How do we address these poorer breast cancer outcomes in Indigenous Australians?
“Well, one of the core things we’re enacting to try and improve the outcomes in the Aboriginal Australians in WA is looking at a centralised kind of advisement service. Each person who gets cancer, when they get their biopsy or their surgery, their specimen goes to a central pathology laboratory, and if the patient identifies as indigenous, then that information goes with the sample to the cancer registry.”
“And we’re identifying recently diagnosed Aboriginal people, and we have central discussions of cases with a panel of experts, including people with Indigenous cultural expertise. And then we liaise with each person’s local treatment team to try and devise the best plan, both with the information we’ve already learned from our research and with further cultural input from experts in that field.”
“Certainly, regarding clinical trials, there does appear to be a lower rate of recruitment from the Aboriginal population, because the rates of people are low and there’s a very large sector of the community that is remote. So, there’s a lot of the things we can do to address Aboriginal trial recruitment, and a lot would be dealt with by addressing geographical recruitment.”
“However, also it’s important to have culturally appropriate materials to explain trials. And though we have materials on trials in general, we don’t have anything yet for Aboriginal or other Indigenous peoples. When we look at the types of cancers Aboriginal people are being diagnosed with in Western Australia, we suspect it’s due to the difference in risk factors, in the Aboriginal population compared to the non-Aboriginal population.”

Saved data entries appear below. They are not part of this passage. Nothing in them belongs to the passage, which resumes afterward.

//! Error types for the GitHub client

use ghrelease_core::ReleaseError;
use thiserror::Error;

/// Errors raised while talking to the GitHub REST API
#[derive(Error, Debug)]
pub enum GitHubError {
    /// Client setup is invalid (token, base URLs)
    #[error("invalid GitHub client configuration: {0}")]
    Config(String),

    /// Transport failure
    #[error("HTTP error: {0}")]
    Http(String),

    /// Non-success status other than not-found
    #[error("GitHub API returned {status}: {message}")]
    Api { status: u16, message: String },

    /// Cancellation observed between requests
    #[error("operation cancelled")]
    Cancelled,

    /// Unexpected response body
    #[error("JSON parsing error: {0}")]
    Json(#[from] serde_json::Error),
}

impl From<reqwest::Error> for GitHubError {
    fn from(err: reqwest::Error) -> Self {
        GitHubError::Http(err.to_string())
    }
}

impl GitHubError {
    /// Map into the domain error of the operation that failed.
    pub fn into_release_error(self, operation: &str, key: impl std::fmt::Display) -> ReleaseError {
        match self {
            GitHubError::Config(message) => ReleaseError::Configuration(message),
            GitHubError::Cancelled => ReleaseError::Cancelled,
            other => ReleaseError::remote(operation, key, other.to_string()),
        }
    }
}

impl From<GitHubError> for ReleaseError {
    fn from(err: GitHubError) -> Self {
        err.into_release_error("github", "-")
    }
}
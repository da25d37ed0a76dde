//! The release notes pipeline.

use regex::Regex;
use tokio_util::sync::CancellationToken;
use tracing::{debug, Instrument};

use crate::config::ReleaseNotesConfig;
use crate::domain::error::{ReleaseError, Result};
use crate::extract::{distinct_issue_numbers, issue_references};
use crate::git::LocalRepository;
use crate::notes::ReleaseNotes;
use crate::obs;
use crate::policy::IssuePolicy;
use crate::range::resolve_range;
use crate::remote::GitHubRepository;
use crate::tracker::{fetch_issues, IssueTracker};

/// Builds release notes for one repository.
pub struct ReleaseNotesCreator<R: LocalRepository, T: IssueTracker> {
    local: R,
    repository: GitHubRepository,
    tracker: T,
    config: ReleaseNotesConfig,
}

impl<R: LocalRepository, T: IssueTracker> ReleaseNotesCreator<R, T> {
    /// Fails on an invalid configuration before any remote call.
    pub fn new(
        local: R,
        repository: GitHubRepository,
        tracker: T,
        config: ReleaseNotesConfig,
    ) -> Result<Self> {
        config.ensure_valid()?;
        Ok(Self {
            local,
            repository,
            tracker,
            config,
        })
    }

    /// Release notes for the issues closed by commits since the latest tag
    /// matching `tag_pattern`, or since the first commit without one.
    pub async fn create(
        &self,
        tag_pattern: Option<&Regex>,
        cancel: &CancellationToken,
    ) -> Result<ReleaseNotes> {
        let span = obs::notes_span(&self.repository.to_string());
        self.run(tag_pattern, cancel).instrument(span).await
    }

    async fn run(
        &self,
        tag_pattern: Option<&Regex>,
        cancel: &CancellationToken,
    ) -> Result<ReleaseNotes> {
        let range = resolve_range(&self.local, tag_pattern)?;
        obs::emit_range_resolved(
            &range.base,
            &range.head,
            range.base_tag.as_deref(),
            range.include_base,
        );

        if cancel.is_cancelled() {
            return Err(ReleaseError::Cancelled);
        }
        let commits = self.tracker.list_commits(&range, cancel).await?;
        if cancel.is_cancelled() {
            return Err(ReleaseError::Cancelled);
        }

        let references: Vec<_> = issue_references(&commits).collect();
        let numbers = distinct_issue_numbers(&references);
        debug!(commits = commits.len(), issues = ?numbers, "issue references extracted");

        let remote_issues = fetch_issues(&self.tracker, &numbers, cancel).await?;
        obs::emit_issues_fetched(commits.len(), numbers.len(), remote_issues.len());

        let policy = IssuePolicy {
            labels: &self.config.labels,
            repo_owner: &self.repository.owner,
            credit_repo_owner: self.config.credit_repo_owner,
        };
        let issues = policy.apply(remote_issues, &references);
        let notes = ReleaseNotes::new(issues, self.config.labels.clone());

        obs::emit_notes_generated(
            notes.issues().len(),
            notes.labels().len(),
            notes.contributors().len(),
        );
        Ok(notes)
    }
}
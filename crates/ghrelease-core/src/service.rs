//! Release notes for a local checkout, with per-repository caching.

use std::path::{Path, PathBuf};
use std::sync::Arc;

use regex::Regex;
use tokio_util::sync::CancellationToken;
use tracing::debug;

use crate::cache::ReleaseNotesCache;
use crate::config::ConfigSource;
use crate::creator::ReleaseNotesCreator;
use crate::domain::error::Result;
use crate::git::{GitRepository, LocalRepository};
use crate::notes::ReleaseNotes;
use crate::remote::GitHubRepository;
use crate::tracker::IssueTracker;

/// One release notes request.
#[derive(Debug, Clone)]
pub struct NotesRequest {
    pub repository_dir: PathBuf,
    /// Only tags matching this pattern start the commit range.
    pub tag_pattern: Option<Regex>,
    /// Bypass the cache for this request. The result is not stored either.
    pub no_cache: bool,
    pub config: ConfigSource,
}

impl NotesRequest {
    pub fn new(repository_dir: impl Into<PathBuf>) -> Self {
        Self {
            repository_dir: repository_dir.into(),
            tag_pattern: None,
            no_cache: false,
            config: ConfigSource::default(),
        }
    }
}

/// Opens the repository, resolves its GitHub identity and configuration,
/// and runs the pipeline through a [`ReleaseNotesCache`].
///
/// `tracker_factory` builds the tracker for the resolved repository.
pub struct ReleaseNotesService<F> {
    cache: ReleaseNotesCache,
    tracker_factory: F,
}

impl<F, T> ReleaseNotesService<F>
where
    F: Fn(&GitHubRepository) -> Result<T> + Send + Sync,
    T: IssueTracker,
{
    pub fn new(tracker_factory: F) -> Self {
        Self {
            cache: ReleaseNotesCache::new(),
            tracker_factory,
        }
    }

    pub fn cache(&self) -> &ReleaseNotesCache {
        &self.cache
    }

    pub async fn notes(
        &self,
        request: &NotesRequest,
        cancel: &CancellationToken,
    ) -> Result<Arc<ReleaseNotes>> {
        let root = std::path::absolute(&request.repository_dir)?;
        let compute = || self.compute(&root, request, cancel);
        if request.no_cache {
            debug!(root = %root.display(), "cache bypassed");
            return compute().await.map(Arc::new);
        }
        self.cache.get_or_compute(&root, compute).await
    }

    async fn compute(
        &self,
        root: &Path,
        request: &NotesRequest,
        cancel: &CancellationToken,
    ) -> Result<ReleaseNotes> {
        let local = GitRepository::open(root)?;
        let repository = GitHubRepository::find_by_remotes(&local.remotes()?)?;
        debug!(%repository, "resolved GitHub repository");
        let config = request.config.load(root)?;
        let tracker = (self.tracker_factory)(&repository)?;
        let creator = ReleaseNotesCreator::new(local, repository, tracker, config)?;
        creator.create(request.tag_pattern.as_ref(), cancel).await
    }
}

“In particular they have more aggressive cancers as obesity is somewhat higher and there is a higher level of alcohol consumption. There are also lower vitamin D levels in Aboriginal patients, and that can drive aggressive types of breast cancer also.”
“There is also a lack of risk factors for the better prognosis cancers, the hormone driven ones. As Aboriginal women tend to have more children, they have their children earlier, they’re more likely to breastfeed, and they’re less likely to use oral contraceptives and hormone replacement therapy. So, part of it may be that they’re just getting less low risk cancers, which makes the high-risk cancers a bigger proportion.”
“Regarding the bigger tumour size that we see in Aboriginal women, I think this is due to two factors here. There is the fact that screening is lower and so patients are likely coming at a slightly later stage, with their tumours. But also, these more aggressive types of cancer we’re seeing in the Aboriginal people grow faster. So, when we look at all types of people, we find that these aggressive cancers tend to be larger than the lower risk types and so that’s likely a factor also.”